In [1]:
# Synapse: read ADF Notebook activity parameters via job tags.
# When you run manually in Studio, it falls back to the defaults below.

from notebookutils import mssparkutils

def get_param(name: str, default: str):
    try:
        v = mssparkutils.env.getJobTag(name)  # set by ADF baseParameters
        if v and v.lower() != "null":
            return v
    except Exception:
        pass
    return default

# ---- set defaults used only when running interactively in Studio ----
ingest_date = get_param("ingest_date", "2025-07-01")
file_name   = get_param("file_name",   "yellow_tripdata_2025-07.parquet")

print("ingest_date:", ingest_date)
print("file_name  :", file_name)


StatementMeta(spsmall01, 2, 2, Finished, Available, Finished)

ingest_date: 2025-07-01
file_name  : yellow_tripdata_2025-07.parquet


In [2]:
from notebookutils import mssparkutils

acct = "eltazr1adls"  # your default workspace storage account
test_dir = f"abfss://raw@{acct}.dfs.core.windows.net/_syn_auth_test/"

# Create/list a tiny file.

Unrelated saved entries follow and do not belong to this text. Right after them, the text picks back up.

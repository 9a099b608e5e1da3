//! Import command: parse ISF bulletins into an in-memory catalogue.

use std::fs::File;
use std::io::BufReader;
use std::path::Path;

use anyhow::{Context, Result, bail};
use tracing::{info, info_span, warn};

use emsr_catalogue::Catalogue;
use emsr_isf::{EntityKind, ImportConfig, ImportReport, import_events};

use crate::cli::ImportArgs;
use crate::config::{self, ImportToml};
use crate::convert;

/// Run the import pipeline and print a summary per bulletin.
pub fn run(args: ImportArgs) -> Result<()> {
    let _cmd = info_span!("import").entered();
    let mut import = match &args.config {
        Some(path) => config::load(path)?.import,
        None => ImportToml::default(),
    };
    if let Some(catalogue) = args.catalogue {
        import.catalogue = catalogue;
    }
    if args.strict {
        import.junk = "fatal".to_string();
    }
    let import_cfg = convert::build_import_config(&import)?;

    let mut catalogue = Catalogue::new();
    for path in &args.input {
        let report = import_file(path, &mut catalogue, &import_cfg)?;
        println!("{}", summary_line(path, &report));
    }
    println!(
        "total: {} events, {} agencies, {} origins, {} measures",
        catalogue.event_count(),
        catalogue.agency_count(),
        catalogue.origin_count(),
        catalogue.len()
    );
    Ok(())
}

/// Loads every bulletin listed in `[import].inputs`.
pub fn load_catalogue(import: &ImportToml) -> Result<Catalogue> {
    if import.inputs.is_empty() {
        bail!("no bulletin inputs: set [import].inputs in config");
    }
    let import_cfg = convert::build_import_config(import)?;
    let mut catalogue = Catalogue::new();
    for path in &import.inputs {
        import_file(path, &mut catalogue, &import_cfg)?;
    }
    info!(measures = catalogue.len(), events = catalogue.event_count(), "catalogue loaded");
    Ok(catalogue)
}

fn import_file(path: &Path, catalogue: &mut Catalogue, config: &ImportConfig) -> Result<ImportReport> {
    info!(path = %path.display(), "importing bulletin");
    let file = File::open(path)
        .with_context(|| format!("failed to open bulletin: {}", path.display()))?;
    let report = import_events(BufReader::new(file), catalogue, config)
        .with_context(|| format!("failed to import bulletin: {}", path.display()))?;
    if !report.errors().is_empty() {
        warn!(
            path = %path.display(),
            errors = report.errors().len(),
            "bulletin had unparsable lines"
        );
    }
    Ok(report)
}

fn summary_line(path: &Path, report: &ImportReport) -> String {
    format!(
        "{}: {} lines, {} events, {} agencies, {} origins, {} measures, {} errors",
        path.display(),
        report.lines(),
        report.created(EntityKind::Event),
        report.created(EntityKind::Agency),
        report.created(EntityKind::Origin),
        report.created(EntityKind::Measure),
        report.errors().len()
    )
}

#[cfg(test)]
mod tests {
    use std::path::PathBuf;

    use super::*;
    use crate::testutil::{bulletin, write_file};

    #[test]
    fn test_load_catalogue_from_files() {
        let dir = tempfile::tempdir().unwrap();
        let a = write_file(dir.path(), "a.isf", &bulletin(0..3));
        let b = write_file(dir.path(), "b.isf", &bulletin(3..5));
        let import = ImportToml {
            inputs: vec![a, b],
            ..ImportToml::default()
        };
        let catalogue = load_catalogue(&import).unwrap();
        assert_eq!(catalogue.event_count(), 5);
        assert_eq!(catalogue.len(), 10);
    }

    #[test]
    fn test_no_inputs() {
        let err = load_catalogue(&ImportToml::default()).unwrap_err();
        assert!(err.to_string().contains("no bulletin inputs"));
    }

    #[test]
    fn test_missing_file() {
        let import = ImportToml {
            inputs: vec![PathBuf::from("/nonexistent/bulletin.isf")],
            ..ImportToml::default()
        };
        let err = load_catalogue(&import).unwrap_err();
        assert!(format!("{err:#}").contains("failed to open bulletin"));
    }

    #[test]
    fn test_summary_line() {
        let dir = tempfile::tempdir().unwrap();
        let path = write_file(dir.path(), "a.isf", &bulletin(0..2));
        let mut catalogue = Catalogue::new();
        let report = import_file(&path, &mut catalogue, &ImportConfig::default()).unwrap();
        let line = summary_line(&path, &report);
        assert!(line.ends_with("2 events, 2 agencies, 2 origins, 4 measures, 0 errors"));
    }
}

If this fails with auth, fix RBAC on the storage account:
# grant Storage Blob Data Contributor to the Synapse workspace's managed identity.
mssparkutils.fs.mkdirs(test_dir)
mssparkutils.fs.put(test_dir + "ok.txt", "hello", True)
display(mssparkutils.fs.ls(test_dir))


StatementMeta(spsmall01, 2, 3, Finished, Available, Finished)

[FileInfo(path=abfss://raw@eltazr1adls.dfs.core.windows.net/_syn_auth_test/ok.txt, name=ok.txt, size=5)]

In [3]:
from notebookutils import mssparkutils

acct = "eltazr1adls"

src = f"abfss://raw@{acct}.dfs.core.windows.net/nyc_taxi/ingest_date={ingest_date}/{file_name}"
dst = f"abfss://raw@{acct}.dfs.core.windows.net/nyc_taxi_snappy/ingest_date={ingest_date}/file_name={file_name}/"

# Read the original parquet (ZSTD), write as Snappy
df = spark.read.parquet(src)

# If files are big, you may remove coalesce(1); leaving it keeps one snappy file per input file_name
(df.coalesce(1)
   .write
   .mode("overwrite")                # idempotent for reruns/backfills
   .option("compression","snappy")
   .parquet(dst))

print("Wrote:", dst)
display(mssparkutils.fs.ls(dst))


StatementMeta(spsmall01, 2, 4, Finished, Available, Finished)

Wrote: abfss://raw@eltazr1adls.dfs.core.windows.net/nyc_taxi_snappy/ingest_date=2025-07-01/file_name=yellow_tripdata_2025-07.parquet/


[FileInfo(path=abfss://raw@eltazr1adls.dfs.core.windows.net/nyc_taxi_snappy/ingest_date=2025-07-01/file_name=yellow_tripdata_2025-07.parquet/_SUCCESS, name=_SUCCESS, size=0),
 FileInfo(path=abfss://raw@eltazr1adls.dfs.core.windows.net/nyc_taxi_snappy/ingest_date=2025-07-01/file_name=yellow_tripdata_2025-07.parquet/part-00000-e4dcff02-b1ac-4c15-9fa9-c689418fd50b-c000.snappy.parquet, name=part-00000-e4dcff02-b1ac-4c15-9fa9-c689418fd50b-c000.snappy.parquet, size=81696094)]